* **SUPPLIED DATA**
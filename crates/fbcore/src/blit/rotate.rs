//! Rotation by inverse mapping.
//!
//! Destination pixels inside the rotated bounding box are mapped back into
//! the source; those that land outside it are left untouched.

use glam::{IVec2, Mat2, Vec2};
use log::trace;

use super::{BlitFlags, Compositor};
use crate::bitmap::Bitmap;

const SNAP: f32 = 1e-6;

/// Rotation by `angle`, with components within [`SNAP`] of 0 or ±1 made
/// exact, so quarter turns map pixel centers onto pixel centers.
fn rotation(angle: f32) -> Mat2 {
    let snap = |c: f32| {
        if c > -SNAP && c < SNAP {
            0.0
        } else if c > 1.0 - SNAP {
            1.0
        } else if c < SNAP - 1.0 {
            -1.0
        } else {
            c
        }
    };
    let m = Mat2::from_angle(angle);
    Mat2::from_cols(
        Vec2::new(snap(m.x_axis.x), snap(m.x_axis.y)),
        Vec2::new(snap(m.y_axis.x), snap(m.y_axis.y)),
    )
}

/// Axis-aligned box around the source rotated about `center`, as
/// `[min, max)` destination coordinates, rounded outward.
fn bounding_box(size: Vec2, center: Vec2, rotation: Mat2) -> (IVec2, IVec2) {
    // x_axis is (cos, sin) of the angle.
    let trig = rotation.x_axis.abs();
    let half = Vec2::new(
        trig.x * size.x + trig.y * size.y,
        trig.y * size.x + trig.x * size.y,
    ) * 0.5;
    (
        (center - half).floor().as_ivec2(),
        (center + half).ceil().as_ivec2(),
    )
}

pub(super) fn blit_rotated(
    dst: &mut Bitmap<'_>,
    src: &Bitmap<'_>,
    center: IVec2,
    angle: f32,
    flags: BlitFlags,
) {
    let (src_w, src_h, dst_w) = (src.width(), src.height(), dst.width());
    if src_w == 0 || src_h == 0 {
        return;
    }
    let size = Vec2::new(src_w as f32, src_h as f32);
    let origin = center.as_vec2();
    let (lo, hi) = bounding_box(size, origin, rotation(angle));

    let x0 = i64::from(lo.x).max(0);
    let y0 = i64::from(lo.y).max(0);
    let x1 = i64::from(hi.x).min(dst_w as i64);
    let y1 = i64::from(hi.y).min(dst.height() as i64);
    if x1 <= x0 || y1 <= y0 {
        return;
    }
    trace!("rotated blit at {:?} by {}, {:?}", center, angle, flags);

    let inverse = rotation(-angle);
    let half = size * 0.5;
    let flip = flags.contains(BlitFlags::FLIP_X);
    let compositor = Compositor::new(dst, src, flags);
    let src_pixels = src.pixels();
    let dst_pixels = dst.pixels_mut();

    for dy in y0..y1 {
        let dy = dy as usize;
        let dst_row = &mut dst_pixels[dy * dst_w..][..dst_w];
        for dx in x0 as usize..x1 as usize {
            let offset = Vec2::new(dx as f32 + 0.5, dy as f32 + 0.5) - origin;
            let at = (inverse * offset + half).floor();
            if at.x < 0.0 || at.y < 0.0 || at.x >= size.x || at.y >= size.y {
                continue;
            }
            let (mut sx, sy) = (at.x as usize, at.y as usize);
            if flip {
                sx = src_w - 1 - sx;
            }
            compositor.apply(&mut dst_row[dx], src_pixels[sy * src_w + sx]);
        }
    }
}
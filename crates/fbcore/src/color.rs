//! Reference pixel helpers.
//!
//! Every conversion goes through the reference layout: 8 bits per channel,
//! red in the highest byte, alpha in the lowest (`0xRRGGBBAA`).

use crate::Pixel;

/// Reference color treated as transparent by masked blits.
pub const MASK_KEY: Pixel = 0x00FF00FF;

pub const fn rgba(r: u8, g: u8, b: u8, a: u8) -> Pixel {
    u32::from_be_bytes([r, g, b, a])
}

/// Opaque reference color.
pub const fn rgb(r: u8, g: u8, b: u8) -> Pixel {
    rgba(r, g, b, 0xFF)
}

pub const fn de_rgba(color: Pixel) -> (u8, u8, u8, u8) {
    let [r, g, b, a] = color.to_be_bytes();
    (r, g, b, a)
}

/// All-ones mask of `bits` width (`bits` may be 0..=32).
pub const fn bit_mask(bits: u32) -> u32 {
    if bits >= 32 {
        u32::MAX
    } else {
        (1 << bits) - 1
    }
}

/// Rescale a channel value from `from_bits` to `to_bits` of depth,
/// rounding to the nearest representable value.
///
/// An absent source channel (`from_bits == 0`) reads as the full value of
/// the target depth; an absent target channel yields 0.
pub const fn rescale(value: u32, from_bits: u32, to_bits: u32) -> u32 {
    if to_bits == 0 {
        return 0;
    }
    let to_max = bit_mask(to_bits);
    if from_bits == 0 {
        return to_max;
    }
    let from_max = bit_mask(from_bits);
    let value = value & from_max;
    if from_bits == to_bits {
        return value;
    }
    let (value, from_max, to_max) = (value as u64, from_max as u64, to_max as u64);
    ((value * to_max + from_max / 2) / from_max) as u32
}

* * *

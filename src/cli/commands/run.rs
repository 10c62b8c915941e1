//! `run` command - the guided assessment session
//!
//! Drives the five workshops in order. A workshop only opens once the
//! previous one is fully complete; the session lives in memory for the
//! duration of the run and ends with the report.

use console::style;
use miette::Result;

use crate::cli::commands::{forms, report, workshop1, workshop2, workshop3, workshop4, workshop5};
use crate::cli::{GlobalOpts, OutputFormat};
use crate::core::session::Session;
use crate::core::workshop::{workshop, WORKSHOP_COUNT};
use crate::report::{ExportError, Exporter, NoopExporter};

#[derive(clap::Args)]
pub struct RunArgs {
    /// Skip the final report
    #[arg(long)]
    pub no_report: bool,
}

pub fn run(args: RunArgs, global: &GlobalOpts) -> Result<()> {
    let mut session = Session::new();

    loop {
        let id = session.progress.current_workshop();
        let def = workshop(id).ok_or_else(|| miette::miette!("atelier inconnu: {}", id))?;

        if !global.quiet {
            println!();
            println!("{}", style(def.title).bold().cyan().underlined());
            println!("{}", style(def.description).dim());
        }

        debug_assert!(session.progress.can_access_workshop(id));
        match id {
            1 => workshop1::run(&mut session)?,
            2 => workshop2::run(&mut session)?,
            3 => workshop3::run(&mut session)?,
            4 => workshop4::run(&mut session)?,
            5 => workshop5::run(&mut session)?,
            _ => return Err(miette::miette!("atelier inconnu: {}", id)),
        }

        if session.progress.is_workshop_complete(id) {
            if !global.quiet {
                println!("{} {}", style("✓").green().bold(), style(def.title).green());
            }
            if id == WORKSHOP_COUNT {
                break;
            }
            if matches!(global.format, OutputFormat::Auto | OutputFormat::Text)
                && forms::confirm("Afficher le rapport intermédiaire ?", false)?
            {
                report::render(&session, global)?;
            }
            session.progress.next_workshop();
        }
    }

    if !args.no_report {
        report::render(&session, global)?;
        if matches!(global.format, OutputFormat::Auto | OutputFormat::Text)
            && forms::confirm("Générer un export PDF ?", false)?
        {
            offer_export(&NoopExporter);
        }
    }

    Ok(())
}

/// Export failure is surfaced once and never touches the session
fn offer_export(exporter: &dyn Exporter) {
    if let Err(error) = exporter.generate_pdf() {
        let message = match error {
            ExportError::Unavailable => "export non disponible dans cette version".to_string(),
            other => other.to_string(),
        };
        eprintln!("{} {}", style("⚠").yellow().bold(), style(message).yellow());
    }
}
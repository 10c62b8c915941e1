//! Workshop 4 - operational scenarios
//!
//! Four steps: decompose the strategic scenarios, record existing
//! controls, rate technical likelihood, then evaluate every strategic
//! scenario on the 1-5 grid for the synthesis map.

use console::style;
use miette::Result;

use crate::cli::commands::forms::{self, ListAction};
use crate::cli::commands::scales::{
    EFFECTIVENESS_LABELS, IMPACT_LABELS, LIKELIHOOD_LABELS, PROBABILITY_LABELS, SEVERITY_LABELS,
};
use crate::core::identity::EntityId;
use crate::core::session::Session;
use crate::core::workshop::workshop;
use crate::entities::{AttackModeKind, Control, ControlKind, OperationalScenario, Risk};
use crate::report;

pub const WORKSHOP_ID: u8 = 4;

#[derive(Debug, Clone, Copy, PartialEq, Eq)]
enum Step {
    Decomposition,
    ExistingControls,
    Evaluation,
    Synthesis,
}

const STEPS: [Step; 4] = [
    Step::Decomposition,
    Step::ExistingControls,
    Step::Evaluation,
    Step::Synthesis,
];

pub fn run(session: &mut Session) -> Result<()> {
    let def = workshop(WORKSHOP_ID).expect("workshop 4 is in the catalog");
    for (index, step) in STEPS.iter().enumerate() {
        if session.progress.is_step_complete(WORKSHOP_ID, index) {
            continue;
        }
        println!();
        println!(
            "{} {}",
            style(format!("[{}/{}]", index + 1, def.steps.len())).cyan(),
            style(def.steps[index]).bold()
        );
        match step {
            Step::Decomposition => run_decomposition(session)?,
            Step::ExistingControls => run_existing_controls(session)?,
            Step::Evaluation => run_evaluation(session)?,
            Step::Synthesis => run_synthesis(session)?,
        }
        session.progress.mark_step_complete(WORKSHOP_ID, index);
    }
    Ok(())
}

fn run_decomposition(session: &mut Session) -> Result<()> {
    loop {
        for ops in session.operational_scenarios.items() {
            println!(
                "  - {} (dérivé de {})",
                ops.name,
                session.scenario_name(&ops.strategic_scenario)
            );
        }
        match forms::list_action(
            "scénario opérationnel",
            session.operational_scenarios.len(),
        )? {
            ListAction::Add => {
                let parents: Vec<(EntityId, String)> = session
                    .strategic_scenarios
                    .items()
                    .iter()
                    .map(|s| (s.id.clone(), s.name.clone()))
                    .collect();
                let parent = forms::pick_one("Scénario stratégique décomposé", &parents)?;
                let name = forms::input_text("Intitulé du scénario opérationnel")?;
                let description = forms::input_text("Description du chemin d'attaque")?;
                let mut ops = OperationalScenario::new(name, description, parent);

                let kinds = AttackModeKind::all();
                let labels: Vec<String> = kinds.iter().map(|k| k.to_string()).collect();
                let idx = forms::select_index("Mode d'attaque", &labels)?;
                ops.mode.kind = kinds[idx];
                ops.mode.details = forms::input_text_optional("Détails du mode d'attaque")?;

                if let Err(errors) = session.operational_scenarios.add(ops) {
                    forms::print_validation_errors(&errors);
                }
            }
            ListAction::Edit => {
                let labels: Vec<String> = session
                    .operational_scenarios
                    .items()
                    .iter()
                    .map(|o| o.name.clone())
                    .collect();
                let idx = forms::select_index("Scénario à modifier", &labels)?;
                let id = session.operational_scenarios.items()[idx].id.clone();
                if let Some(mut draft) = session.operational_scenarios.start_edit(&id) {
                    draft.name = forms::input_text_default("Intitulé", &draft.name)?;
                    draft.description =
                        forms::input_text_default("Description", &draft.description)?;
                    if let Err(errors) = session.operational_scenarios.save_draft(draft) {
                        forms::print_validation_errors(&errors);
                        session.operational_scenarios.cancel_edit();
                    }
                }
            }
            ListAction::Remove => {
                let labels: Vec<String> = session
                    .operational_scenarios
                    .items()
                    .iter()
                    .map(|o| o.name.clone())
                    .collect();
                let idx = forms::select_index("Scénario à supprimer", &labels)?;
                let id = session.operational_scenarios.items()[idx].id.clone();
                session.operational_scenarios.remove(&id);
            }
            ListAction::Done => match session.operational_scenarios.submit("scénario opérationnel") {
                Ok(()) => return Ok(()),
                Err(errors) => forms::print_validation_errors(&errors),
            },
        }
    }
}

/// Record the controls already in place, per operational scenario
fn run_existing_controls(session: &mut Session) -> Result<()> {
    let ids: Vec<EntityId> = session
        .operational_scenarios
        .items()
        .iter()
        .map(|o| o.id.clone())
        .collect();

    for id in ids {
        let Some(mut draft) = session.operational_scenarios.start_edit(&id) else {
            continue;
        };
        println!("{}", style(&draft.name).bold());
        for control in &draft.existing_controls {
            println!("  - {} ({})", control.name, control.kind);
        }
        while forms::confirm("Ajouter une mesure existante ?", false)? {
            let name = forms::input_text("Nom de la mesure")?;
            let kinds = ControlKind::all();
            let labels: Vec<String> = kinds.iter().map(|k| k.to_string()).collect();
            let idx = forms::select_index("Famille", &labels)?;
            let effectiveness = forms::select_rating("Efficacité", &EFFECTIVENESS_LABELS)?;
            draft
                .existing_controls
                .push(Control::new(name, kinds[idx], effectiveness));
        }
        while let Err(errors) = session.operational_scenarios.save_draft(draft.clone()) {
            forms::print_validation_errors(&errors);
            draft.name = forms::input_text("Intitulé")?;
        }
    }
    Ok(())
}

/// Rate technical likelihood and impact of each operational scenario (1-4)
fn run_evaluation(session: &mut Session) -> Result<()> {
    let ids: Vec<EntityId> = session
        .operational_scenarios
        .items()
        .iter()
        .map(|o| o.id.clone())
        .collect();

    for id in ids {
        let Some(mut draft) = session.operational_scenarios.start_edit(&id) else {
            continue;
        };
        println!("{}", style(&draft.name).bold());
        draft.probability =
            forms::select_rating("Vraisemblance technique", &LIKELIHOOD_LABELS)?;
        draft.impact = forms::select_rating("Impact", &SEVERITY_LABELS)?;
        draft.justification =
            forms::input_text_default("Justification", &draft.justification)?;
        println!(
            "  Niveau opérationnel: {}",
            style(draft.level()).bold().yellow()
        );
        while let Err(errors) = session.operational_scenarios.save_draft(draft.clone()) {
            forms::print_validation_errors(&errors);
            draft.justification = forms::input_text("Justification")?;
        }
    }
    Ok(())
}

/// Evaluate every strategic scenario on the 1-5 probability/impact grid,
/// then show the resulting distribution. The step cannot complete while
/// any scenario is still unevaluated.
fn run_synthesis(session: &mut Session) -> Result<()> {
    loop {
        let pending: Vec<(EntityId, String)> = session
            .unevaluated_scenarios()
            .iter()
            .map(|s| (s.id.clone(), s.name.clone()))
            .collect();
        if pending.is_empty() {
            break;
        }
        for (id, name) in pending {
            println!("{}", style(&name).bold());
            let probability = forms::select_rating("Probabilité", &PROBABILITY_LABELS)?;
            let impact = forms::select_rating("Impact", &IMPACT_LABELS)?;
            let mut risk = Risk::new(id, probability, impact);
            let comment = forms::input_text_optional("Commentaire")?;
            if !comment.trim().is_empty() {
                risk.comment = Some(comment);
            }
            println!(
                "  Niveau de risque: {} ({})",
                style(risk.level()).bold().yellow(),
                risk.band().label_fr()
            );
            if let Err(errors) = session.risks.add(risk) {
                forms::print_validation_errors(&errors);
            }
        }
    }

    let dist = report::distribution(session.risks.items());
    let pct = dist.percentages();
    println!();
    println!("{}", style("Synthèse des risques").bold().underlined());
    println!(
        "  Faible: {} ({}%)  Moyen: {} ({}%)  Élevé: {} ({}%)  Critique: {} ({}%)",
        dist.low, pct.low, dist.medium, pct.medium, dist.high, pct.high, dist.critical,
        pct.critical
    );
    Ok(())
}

--

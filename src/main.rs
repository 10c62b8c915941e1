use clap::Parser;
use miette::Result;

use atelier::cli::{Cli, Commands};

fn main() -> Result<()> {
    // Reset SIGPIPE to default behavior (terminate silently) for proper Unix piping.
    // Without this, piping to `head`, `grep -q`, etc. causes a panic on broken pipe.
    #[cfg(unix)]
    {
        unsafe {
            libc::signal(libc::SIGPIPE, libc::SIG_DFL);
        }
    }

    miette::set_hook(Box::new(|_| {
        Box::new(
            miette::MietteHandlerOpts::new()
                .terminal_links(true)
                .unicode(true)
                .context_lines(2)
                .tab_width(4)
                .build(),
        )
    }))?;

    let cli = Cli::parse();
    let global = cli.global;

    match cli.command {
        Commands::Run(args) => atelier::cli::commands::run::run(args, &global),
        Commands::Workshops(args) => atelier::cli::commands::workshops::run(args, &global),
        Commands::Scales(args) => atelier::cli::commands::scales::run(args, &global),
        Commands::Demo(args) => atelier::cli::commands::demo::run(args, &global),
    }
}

* **AIM OF THE EXERCISE**
Copy each line of the records containing the string "opérationnel".

* **WRITTEN SOLUTION**
            "scénario opérationnel",
                let name = forms::input_text("Intitulé du scénario opérationnel")?;
            ListAction::Done => match session.operational_scenarios.submit("scénario opérationnel") {
            "  Niveau opérationnel: {}",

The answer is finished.